Only one stretch of the data below is wanted: the lines from the one with "impl fmt::Display for StoreLocation" through the one with "the table is", repeated exactly.

[Dataset records Boundary: Start]

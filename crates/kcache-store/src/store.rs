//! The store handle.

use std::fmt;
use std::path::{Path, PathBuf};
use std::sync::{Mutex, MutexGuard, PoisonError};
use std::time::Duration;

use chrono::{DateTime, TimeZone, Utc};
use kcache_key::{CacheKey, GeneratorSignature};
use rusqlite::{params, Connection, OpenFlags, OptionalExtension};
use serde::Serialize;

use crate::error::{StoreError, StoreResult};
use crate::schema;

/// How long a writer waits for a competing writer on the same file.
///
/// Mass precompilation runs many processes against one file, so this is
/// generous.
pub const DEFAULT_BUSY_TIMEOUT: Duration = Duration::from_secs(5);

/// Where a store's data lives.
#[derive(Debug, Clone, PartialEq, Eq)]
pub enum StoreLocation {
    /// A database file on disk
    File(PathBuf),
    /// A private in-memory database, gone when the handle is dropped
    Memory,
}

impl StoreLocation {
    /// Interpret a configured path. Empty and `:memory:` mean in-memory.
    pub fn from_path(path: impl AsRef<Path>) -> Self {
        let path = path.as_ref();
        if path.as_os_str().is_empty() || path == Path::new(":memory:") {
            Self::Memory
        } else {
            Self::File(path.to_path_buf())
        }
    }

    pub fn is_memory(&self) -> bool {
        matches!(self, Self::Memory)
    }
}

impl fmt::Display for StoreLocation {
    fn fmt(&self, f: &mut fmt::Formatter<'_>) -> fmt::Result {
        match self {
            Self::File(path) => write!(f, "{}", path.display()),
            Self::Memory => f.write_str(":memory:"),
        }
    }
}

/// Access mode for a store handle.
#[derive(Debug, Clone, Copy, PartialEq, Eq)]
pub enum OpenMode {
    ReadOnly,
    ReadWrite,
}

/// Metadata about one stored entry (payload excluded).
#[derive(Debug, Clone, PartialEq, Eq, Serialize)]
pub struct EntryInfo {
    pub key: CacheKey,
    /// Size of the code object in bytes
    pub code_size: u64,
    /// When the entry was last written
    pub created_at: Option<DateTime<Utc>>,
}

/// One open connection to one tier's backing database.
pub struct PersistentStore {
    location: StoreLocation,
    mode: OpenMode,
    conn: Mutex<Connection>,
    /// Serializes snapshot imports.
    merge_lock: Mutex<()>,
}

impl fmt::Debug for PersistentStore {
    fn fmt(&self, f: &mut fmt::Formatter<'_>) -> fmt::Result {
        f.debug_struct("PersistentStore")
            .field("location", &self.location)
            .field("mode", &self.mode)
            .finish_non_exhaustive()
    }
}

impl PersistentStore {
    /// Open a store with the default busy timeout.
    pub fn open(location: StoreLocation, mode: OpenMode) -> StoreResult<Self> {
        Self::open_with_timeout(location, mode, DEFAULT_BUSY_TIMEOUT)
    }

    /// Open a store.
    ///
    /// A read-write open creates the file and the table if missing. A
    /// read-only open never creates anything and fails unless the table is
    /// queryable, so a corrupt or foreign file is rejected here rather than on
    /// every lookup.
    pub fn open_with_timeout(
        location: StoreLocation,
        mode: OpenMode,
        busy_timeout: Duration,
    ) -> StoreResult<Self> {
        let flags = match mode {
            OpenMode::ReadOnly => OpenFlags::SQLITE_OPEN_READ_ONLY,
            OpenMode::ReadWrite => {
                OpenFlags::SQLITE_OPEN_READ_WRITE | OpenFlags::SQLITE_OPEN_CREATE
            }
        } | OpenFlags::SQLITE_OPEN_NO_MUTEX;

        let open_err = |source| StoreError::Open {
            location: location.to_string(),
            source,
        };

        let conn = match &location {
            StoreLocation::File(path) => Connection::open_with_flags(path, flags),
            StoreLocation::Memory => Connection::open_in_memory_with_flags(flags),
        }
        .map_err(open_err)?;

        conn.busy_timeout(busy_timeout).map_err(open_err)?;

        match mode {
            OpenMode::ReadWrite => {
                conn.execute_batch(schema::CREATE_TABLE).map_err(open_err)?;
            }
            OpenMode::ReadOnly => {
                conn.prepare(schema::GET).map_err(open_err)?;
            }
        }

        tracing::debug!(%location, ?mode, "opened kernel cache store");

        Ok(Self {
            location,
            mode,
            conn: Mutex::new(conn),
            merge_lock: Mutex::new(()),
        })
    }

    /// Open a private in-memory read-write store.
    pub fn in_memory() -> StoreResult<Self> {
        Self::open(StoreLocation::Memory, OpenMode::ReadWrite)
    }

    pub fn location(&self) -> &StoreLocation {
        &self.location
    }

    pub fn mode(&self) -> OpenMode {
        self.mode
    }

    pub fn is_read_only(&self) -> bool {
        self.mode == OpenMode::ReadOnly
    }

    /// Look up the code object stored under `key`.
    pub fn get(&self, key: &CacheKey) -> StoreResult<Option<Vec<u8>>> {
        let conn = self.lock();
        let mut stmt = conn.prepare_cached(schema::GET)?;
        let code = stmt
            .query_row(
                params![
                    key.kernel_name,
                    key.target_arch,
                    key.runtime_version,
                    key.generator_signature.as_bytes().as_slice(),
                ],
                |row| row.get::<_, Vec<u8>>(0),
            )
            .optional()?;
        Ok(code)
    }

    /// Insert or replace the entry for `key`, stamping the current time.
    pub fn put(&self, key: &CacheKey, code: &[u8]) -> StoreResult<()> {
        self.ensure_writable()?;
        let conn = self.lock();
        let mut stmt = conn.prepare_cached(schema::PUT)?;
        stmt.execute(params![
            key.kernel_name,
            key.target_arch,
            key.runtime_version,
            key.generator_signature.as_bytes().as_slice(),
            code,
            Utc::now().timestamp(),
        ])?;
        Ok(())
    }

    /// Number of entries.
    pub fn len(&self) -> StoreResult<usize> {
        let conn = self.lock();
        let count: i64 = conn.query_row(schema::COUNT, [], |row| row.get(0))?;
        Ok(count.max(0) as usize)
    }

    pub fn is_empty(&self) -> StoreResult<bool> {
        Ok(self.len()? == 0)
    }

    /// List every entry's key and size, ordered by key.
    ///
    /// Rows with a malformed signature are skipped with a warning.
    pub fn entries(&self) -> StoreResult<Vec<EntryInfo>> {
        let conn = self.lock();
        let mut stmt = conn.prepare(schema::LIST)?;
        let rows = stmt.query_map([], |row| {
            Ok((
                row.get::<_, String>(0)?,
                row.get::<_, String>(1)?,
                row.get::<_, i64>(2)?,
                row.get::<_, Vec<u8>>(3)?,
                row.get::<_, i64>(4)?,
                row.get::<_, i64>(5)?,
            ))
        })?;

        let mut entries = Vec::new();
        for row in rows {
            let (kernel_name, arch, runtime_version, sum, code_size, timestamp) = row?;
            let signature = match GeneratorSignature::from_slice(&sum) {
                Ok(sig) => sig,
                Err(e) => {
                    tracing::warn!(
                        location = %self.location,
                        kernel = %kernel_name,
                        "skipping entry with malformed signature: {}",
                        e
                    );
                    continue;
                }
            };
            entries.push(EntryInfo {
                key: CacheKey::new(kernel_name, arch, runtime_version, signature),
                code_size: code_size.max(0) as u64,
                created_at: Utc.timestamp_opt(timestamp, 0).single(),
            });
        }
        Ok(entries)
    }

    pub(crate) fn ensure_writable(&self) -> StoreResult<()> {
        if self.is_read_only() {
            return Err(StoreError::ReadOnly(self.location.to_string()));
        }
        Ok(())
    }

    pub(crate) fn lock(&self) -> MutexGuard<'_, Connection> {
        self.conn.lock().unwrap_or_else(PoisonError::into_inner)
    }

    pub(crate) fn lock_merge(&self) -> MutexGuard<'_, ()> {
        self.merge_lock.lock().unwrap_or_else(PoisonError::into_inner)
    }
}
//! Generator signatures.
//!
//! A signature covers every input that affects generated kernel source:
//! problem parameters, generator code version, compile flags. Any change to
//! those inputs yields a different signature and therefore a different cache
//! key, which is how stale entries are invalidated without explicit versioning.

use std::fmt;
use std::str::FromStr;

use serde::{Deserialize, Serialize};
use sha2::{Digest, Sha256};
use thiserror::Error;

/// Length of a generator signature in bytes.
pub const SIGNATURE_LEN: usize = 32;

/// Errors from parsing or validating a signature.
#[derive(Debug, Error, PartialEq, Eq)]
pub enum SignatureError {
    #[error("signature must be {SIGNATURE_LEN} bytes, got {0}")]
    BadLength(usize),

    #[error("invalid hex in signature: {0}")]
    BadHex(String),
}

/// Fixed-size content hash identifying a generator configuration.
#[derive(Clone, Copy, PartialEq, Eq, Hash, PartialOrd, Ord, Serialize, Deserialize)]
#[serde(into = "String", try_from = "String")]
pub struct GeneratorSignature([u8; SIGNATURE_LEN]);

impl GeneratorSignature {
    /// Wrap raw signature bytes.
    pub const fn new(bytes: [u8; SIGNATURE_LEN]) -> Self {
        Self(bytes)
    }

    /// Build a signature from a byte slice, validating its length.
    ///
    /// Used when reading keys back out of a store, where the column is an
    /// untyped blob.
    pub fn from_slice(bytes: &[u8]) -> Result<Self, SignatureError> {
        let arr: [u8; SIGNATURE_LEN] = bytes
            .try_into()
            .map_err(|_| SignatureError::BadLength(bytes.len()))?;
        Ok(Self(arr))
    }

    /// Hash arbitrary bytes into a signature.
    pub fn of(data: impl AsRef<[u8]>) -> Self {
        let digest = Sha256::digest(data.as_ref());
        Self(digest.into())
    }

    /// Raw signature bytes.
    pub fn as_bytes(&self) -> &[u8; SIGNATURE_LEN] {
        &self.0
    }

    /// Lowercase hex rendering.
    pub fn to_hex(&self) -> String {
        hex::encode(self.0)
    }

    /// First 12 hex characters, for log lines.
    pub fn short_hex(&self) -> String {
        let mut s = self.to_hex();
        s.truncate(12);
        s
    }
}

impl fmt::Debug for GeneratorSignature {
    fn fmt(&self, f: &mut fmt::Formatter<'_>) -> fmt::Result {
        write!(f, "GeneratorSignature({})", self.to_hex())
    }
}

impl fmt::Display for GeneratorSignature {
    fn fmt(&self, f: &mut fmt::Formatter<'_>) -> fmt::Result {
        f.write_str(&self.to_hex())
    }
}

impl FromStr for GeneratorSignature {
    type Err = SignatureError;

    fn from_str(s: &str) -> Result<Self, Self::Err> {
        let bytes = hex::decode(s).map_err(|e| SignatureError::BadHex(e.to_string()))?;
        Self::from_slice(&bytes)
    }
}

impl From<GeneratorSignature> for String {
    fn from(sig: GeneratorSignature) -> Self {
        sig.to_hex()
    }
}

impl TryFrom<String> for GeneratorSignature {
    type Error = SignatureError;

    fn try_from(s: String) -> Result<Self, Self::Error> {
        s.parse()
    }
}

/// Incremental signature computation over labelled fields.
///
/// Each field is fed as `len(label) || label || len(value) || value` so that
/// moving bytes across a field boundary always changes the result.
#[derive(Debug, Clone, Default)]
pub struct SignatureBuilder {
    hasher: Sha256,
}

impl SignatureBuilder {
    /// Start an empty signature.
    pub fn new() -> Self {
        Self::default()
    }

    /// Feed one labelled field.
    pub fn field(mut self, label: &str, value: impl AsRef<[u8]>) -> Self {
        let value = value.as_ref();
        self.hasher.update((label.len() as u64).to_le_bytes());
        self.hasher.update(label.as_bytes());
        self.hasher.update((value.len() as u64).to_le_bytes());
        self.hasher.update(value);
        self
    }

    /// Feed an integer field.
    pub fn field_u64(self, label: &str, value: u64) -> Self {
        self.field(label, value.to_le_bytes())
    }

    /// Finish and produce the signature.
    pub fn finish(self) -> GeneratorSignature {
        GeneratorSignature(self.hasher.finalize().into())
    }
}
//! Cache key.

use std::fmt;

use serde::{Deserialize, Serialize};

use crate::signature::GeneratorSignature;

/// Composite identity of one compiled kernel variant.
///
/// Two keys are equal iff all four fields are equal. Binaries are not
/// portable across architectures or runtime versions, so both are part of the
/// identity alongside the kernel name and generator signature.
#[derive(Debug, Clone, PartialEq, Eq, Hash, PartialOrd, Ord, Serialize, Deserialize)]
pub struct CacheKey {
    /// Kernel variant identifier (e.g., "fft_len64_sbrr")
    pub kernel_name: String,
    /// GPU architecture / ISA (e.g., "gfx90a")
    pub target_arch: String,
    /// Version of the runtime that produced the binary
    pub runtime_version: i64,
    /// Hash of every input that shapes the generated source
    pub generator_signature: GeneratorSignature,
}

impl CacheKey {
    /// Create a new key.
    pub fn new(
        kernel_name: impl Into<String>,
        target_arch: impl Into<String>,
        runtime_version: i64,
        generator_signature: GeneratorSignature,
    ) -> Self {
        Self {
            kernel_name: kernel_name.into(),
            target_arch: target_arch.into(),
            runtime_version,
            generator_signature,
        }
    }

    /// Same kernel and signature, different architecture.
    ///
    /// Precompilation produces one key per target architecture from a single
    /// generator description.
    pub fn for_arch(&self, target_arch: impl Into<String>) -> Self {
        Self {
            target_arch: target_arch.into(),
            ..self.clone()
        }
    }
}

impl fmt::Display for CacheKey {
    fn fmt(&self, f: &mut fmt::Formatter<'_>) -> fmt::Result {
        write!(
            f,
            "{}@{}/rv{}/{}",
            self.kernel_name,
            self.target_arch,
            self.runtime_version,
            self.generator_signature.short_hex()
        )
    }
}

[Dataset records Boundary: End]

Exercise answer =
impl fmt::Display for StoreLocation {
    fn fmt(&self, f: &mut fmt::Formatter<'_>) -> fmt::Result {
        match self {
            Self::File(path) => write!(f, "{}", path.display()),
            Self::Memory => f.write_str(":memory:"),
        }
    }
}

/// Access mode for a store handle.
#[derive(Debug, Clone, Copy, PartialEq, Eq)]
pub enum OpenMode {
    ReadOnly,
    ReadWrite,
}

/// Metadata about one stored entry (payload excluded).
#[derive(Debug, Clone, PartialEq, Eq, Serialize)]
pub struct EntryInfo {
    pub key: CacheKey,
    /// Size of the code object in bytes
    pub code_size: u64,
    /// When the entry was last written
    pub created_at: Option<DateTime<Utc>>,
}

/// One open connection to one tier's backing database.
pub struct PersistentStore {
    location: StoreLocation,
    mode: OpenMode,
    conn: Mutex<Connection>,
    /// Serializes snapshot imports.
    merge_lock: Mutex<()>,
}

impl fmt::Debug for PersistentStore {
    fn fmt(&self, f: &mut fmt::Formatter<'_>) -> fmt::Result {
        f.debug_struct("PersistentStore")
            .field("location", &self.location)
            .field("mode", &self.mode)
            .finish_non_exhaustive()
    }
}

impl PersistentStore {
    /// Open a store with the default busy timeout.
    pub fn open(location: StoreLocation, mode: OpenMode) -> StoreResult<Self> {
        Self::open_with_timeout(location, mode, DEFAULT_BUSY_TIMEOUT)
    }

    /// Open a store.
    ///
    /// A read-write open creates the file and the table if missing. A
    /// read-only open never creates anything and fails unless the table is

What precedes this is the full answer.